- PROMPT -
Nothing should be dropped or changed: copy every line of the listing.
====== DATASET RECORDS
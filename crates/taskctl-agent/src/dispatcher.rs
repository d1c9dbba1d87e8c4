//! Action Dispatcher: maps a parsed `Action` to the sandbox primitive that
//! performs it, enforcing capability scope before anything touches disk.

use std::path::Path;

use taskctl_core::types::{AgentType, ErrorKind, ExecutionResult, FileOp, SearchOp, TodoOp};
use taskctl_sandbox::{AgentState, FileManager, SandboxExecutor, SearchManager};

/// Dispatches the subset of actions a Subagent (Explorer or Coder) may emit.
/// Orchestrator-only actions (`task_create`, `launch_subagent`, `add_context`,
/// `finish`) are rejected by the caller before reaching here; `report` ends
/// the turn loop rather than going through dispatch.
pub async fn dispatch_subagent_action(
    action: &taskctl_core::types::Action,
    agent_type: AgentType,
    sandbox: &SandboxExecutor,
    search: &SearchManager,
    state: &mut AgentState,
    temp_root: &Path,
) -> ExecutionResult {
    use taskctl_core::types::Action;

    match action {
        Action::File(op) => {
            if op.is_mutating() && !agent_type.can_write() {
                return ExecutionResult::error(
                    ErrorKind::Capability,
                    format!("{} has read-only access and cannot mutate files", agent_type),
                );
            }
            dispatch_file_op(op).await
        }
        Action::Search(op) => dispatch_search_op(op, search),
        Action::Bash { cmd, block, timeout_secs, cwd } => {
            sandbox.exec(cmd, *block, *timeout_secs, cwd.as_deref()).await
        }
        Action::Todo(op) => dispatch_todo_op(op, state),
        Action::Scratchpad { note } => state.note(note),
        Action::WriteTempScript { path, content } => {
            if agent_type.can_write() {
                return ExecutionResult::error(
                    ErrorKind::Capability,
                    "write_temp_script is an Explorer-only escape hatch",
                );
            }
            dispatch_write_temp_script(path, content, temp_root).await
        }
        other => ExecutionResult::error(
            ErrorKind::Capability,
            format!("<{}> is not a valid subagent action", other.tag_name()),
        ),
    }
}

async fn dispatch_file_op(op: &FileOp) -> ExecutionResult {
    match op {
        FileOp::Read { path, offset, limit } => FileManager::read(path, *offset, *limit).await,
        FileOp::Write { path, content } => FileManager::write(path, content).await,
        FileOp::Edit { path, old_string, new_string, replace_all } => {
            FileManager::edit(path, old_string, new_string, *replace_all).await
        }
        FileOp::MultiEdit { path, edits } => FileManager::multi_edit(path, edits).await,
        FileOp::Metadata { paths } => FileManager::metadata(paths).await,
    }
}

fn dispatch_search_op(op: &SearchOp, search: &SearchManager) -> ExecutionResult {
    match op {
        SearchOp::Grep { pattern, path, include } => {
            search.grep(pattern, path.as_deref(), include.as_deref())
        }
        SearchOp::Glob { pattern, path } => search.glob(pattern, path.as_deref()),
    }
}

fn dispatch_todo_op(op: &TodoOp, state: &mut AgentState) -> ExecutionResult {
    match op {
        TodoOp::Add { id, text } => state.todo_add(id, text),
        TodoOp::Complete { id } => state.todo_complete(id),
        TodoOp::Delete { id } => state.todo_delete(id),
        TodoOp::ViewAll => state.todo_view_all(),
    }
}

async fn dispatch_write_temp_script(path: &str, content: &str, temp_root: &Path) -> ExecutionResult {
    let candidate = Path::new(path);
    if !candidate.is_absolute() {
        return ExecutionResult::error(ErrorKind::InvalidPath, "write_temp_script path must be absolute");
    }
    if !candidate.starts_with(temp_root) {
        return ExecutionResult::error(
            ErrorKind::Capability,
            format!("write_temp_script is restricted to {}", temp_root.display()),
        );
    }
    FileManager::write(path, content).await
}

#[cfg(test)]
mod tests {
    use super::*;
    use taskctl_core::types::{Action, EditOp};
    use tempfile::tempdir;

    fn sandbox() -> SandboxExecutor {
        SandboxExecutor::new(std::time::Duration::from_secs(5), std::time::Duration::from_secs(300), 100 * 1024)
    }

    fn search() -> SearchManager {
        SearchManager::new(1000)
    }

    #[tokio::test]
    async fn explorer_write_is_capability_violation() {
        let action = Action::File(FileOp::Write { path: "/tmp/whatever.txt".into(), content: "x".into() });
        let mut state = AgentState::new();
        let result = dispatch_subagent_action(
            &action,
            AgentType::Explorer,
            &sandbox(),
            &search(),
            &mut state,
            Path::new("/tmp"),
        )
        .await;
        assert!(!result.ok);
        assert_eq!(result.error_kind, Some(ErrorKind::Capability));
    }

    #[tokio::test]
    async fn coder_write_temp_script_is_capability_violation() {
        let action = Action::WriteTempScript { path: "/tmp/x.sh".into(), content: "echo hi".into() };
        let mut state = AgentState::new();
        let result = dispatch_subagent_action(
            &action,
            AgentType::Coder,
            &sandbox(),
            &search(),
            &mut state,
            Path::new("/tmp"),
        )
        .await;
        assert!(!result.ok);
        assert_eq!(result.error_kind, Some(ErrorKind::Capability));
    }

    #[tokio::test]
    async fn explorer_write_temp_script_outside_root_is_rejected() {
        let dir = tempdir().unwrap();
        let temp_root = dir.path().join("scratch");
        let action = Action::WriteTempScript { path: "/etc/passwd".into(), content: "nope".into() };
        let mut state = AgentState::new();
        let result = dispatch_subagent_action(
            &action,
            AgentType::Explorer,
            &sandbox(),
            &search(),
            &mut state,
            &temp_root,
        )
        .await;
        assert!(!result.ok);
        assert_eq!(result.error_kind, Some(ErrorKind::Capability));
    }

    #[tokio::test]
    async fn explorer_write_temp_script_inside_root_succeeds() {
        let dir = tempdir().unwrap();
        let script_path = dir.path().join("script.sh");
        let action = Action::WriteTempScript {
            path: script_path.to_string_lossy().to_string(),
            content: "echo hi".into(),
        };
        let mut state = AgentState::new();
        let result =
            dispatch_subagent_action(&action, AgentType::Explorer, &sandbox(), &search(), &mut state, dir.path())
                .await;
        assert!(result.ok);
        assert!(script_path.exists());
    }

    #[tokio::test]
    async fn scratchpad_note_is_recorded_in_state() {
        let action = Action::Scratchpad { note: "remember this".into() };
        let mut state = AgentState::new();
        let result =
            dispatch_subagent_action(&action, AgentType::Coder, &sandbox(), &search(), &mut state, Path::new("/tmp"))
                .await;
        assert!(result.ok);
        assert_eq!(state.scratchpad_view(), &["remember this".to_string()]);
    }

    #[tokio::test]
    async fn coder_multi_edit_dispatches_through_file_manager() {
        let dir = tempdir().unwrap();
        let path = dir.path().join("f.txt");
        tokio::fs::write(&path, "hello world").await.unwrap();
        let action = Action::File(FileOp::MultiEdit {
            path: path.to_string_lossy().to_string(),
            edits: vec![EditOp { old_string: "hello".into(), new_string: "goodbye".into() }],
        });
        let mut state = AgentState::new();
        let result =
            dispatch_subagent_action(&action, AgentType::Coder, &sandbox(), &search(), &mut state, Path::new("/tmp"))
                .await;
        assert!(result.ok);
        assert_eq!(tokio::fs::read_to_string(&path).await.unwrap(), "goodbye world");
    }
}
============
- EXPECTED OUTPUT -
filename crates/taskctl-agent/src/dispatcher.rs
repository d1c9dbba1d87e8c4
//! Action Dispatcher: maps a parsed `Action` to the sandbox primitive that
//! performs it, enforcing capability scope before anything touches disk.

use std::path::Path;

use taskctl_core::types::{AgentType, ErrorKind, ExecutionResult, FileOp, SearchOp, TodoOp};
use taskctl_sandbox::{AgentState, FileManager, SandboxExecutor, SearchManager};

/// Dispatches the subset of actions a Subagent (Explorer or Coder) may emit.
/// Orchestrator-only actions (`task_create`, `launch_subagent`, `add_context`,
/// `finish`) are rejected by the caller before reaching here; `report` ends
/// the turn loop rather than going through dispatch.
pub async fn dispatch_subagent_action(
    action: &taskctl_core::types::Action,
    agent_type: AgentType,
    sandbox: &SandboxExecutor,
    search: &SearchManager,
    state: &mut AgentState,
    temp_root: &Path,
) -> ExecutionResult {
    use taskctl_core::types::Action;

    match action {
        Action::File(op) => {
            if op.is_mutating() && !agent_type.can_write() {
                return ExecutionResult::error(
                    ErrorKind::Capability,
                    format!("{} has read-only access and cannot mutate files", agent_type),
                );
            }
            dispatch_file_op(op).await
        }
        Action::Search(op) => dispatch_search_op(op, search),
        Action::Bash { cmd, block, timeout_secs, cwd } => {
            sandbox.exec(cmd, *block, *timeout_secs, cwd.as_deref()).await
        }
        Action::Todo(op) => dispatch_todo_op(op, state),
        Action::Scratchpad { note } => state.note(note),
        Action::WriteTempScript { path, content } => {
            if agent_type.can_write() {
                return ExecutionResult::error(
                    ErrorKind::Capability,
                    "write_temp_script is an Explorer-only escape hatch",
                );
            }
            dispatch_write_temp_script(path, content, temp_root).await
        }
        other => ExecutionResult::error(
            ErrorKind::Capability,
            format!("<{}> is not a valid subagent action", other.tag_name()),
        ),
    }
}

async fn dispatch_file_op(op: &FileOp) -> ExecutionResult {
    match op {
        FileOp::Read { path, offset, limit } => FileManager::read(path, *offset, *limit).await,
        FileOp::Write { path, content } => FileManager::write(path, content).await,
        FileOp::Edit { path, old_string, new_string, replace_all } => {
            FileManager::edit(path, old_string, new_string, *replace_all).await
        }
        FileOp::MultiEdit { path, edits } => FileManager::multi_edit(path, edits).await,
        FileOp::Metadata { paths } => FileManager::metadata(paths).await,
    }
}

fn dispatch_search_op(op: &SearchOp, search: &SearchManager) -> ExecutionResult {
    match op {
        SearchOp::Grep { pattern, path, include } => {
            search.grep(pattern, path.as_deref(), include.as_deref())
        }
        SearchOp::Glob { pattern, path } => search.glob(pattern, path.as_deref()),
    }
}

fn dispatch_todo_op(op: &TodoOp, state: &mut AgentState) -> ExecutionResult {
    match op {
        TodoOp::Add { id, text } => state.todo_add(id, text),
        TodoOp::Complete { id } => state.todo_complete(id),
        TodoOp::Delete { id } => state.todo_delete(id),
        TodoOp::ViewAll => state.todo_view_all(),
    }
}

async fn dispatch_write_temp_script(path: &str, content: &str, temp_root: &Path) -> ExecutionResult {
    let candidate = Path::new(path);
    if !candidate.is_absolute() {
        return ExecutionResult::error(ErrorKind::InvalidPath, "write_temp_script path must be absolute");
    }
    if !candidate.starts_with(temp_root) {
        return ExecutionResult::error(
            ErrorKind::Capability,
            format!("write_temp_script is restricted to {}", temp_root.display()),
        );
    }
    FileManager::write(path, content).await
}

#[cfg(test)]
mod tests {
    use super::*;
    use taskctl_core::types::{Action, EditOp};
    use tempfile::tempdir;

    fn sandbox() -> SandboxExecutor {
        SandboxExecutor::new(std::time::Duration::from_secs(5), std::time::Duration::from_secs(300), 100 * 1024)
    }

    fn search() -> SearchManager {
        SearchManager::new(1000)
    }

    #[tokio::test]
    async fn explorer_write_is_capability_violation() {
        let action = Action::File(FileOp::Write { path: "/tmp/whatever.txt".into(), content: "x".into() });
        let mut state = AgentState::new();
        let result = dispatch_subagent_action(
            &action,
            AgentType::Explorer,
            &sandbox(),
            &search(),
            &mut state,
            Path::new("/tmp"),
        )
        .await;
        assert!(!result.ok);
        assert_eq!(result.error_kind, Some(ErrorKind::Capability));
    }

    #[tokio::test]
    async fn coder_write_temp_script_is_capability_violation() {
        let action = Action::WriteTempScript { path: "/tmp/x.sh".into(), content: "echo hi".into() };
        let mut state = AgentState::new();
        let result = dispatch_subagent_action(
            &action,
            AgentType::Coder,
            &sandbox(),
            &search(),
            &mut state,
            Path::new("/tmp"),
        )
        .await;
        assert!(!result.ok);
        assert_eq!(result.error_kind, Some(ErrorKind::Capability));
    }

    #[tokio::test]
    async fn explorer_write_temp_script_outside_root_is_rejected() {
        let dir = tempdir().unwrap();
        let temp_root = dir.path().join("scratch");
        let action = Action::WriteTempScript { path: "/etc/passwd".into(), content: "nope".into() };
        let mut state = AgentState::new();
        let result = dispatch_subagent_action(
            &action,
            AgentType::Explorer,
            &sandbox(),
            &search(),
            &mut state,
            &temp_root,
        )
        .await;
        assert!(!result.ok);
        assert_eq!(result.error_kind, Some(ErrorKind::Capability));
    }

    #[tokio::test]
    async fn explorer_write_temp_script_inside_root_succeeds() {
        let dir = tempdir().unwrap();
        let script_path = dir.path().join("script.sh");
        let action = Action::WriteTempScript {
            path: script_path.to_string_lossy().to_string(),
            content: "echo hi".into(),
        };
        let mut state = AgentState::new();
        let result =
            dispatch_subagent_action(&action, AgentType::Explorer, &sandbox(), &search(), &mut state, dir.path())
                .await;
        assert!(result.ok);
        assert!(script_path.exists());
    }

    #[tokio::test]
    async fn scratchpad_note_is_recorded_in_state() {
        let action = Action::Scratchpad { note: "remember this".into() };
        let mut state = AgentState::new();
        let result =
            dispatch_subagent_action(&action, AgentType::Coder, &sandbox(), &search(), &mut state, Path::new("/tmp"))
                .await;
        assert!(result.ok);
        assert_eq!(state.scratchpad_view(), &["remember this".to_string()]);
    }

    #[tokio::test]
    async fn coder_multi_edit_dispatches_through_file_manager() {
        let dir = tempdir().unwrap();
        let path = dir.path().join("f.txt");
        tokio::fs::write(&path, "hello world").await.unwrap();
        let action = Action::File(FileOp::MultiEdit {
            path: path.to_string_lossy().to_string(),
            edits: vec![EditOp { old_string: "hello".into(), new_string: "goodbye".into() }],
        });
        let mut state = AgentState::new();
        let result =
            dispatch_subagent_action(&action, AgentType::Coder, &sandbox(), &search(), &mut state, Path::new("/tmp"))
                .await;
        assert!(result.ok);
        assert_eq!(tokio::fs::read_to_string(&path).await.unwrap(), "goodbye world");
    }
}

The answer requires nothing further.